- _The task_
When a line of the records contains "await", copy it.

Collected data
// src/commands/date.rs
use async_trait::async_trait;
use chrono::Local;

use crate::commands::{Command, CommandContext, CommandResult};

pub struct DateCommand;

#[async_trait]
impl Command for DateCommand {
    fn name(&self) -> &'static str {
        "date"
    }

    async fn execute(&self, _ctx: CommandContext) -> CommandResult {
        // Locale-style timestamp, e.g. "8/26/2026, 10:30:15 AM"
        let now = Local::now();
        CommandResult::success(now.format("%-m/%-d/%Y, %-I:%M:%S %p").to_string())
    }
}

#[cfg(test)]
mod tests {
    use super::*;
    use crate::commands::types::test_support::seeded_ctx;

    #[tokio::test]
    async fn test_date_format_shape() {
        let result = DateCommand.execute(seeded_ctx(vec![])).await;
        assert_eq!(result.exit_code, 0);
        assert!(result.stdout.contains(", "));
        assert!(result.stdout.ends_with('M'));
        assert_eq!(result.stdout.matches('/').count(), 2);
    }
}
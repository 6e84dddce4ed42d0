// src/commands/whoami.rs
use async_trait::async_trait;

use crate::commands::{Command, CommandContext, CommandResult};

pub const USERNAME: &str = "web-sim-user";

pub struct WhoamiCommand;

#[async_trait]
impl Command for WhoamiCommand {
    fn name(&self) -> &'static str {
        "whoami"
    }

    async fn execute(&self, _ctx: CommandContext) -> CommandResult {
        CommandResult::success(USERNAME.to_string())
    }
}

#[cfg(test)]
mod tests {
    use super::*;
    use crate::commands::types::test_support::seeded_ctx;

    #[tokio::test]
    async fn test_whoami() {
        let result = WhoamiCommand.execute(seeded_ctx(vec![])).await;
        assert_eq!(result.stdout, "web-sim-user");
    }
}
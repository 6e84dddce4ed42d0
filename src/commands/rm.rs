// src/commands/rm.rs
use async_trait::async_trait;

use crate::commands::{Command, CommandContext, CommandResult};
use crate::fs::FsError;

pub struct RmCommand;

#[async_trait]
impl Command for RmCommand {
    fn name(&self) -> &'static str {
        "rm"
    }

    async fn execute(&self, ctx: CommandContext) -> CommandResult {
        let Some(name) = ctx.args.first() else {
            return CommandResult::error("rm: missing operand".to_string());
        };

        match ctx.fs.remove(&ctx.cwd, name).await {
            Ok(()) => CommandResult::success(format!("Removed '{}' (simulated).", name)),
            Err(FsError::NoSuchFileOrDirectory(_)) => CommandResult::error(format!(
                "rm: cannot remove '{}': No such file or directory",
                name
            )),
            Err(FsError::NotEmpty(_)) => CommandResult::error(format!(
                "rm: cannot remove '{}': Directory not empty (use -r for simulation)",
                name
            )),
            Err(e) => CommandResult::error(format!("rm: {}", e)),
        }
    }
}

- _Solution for this task_
        let result = DateCommand.execute(seeded_ctx(vec![])).await;
        let result = WhoamiCommand.execute(seeded_ctx(vec![])).await;
        match ctx.fs.remove(&ctx.cwd, name).await {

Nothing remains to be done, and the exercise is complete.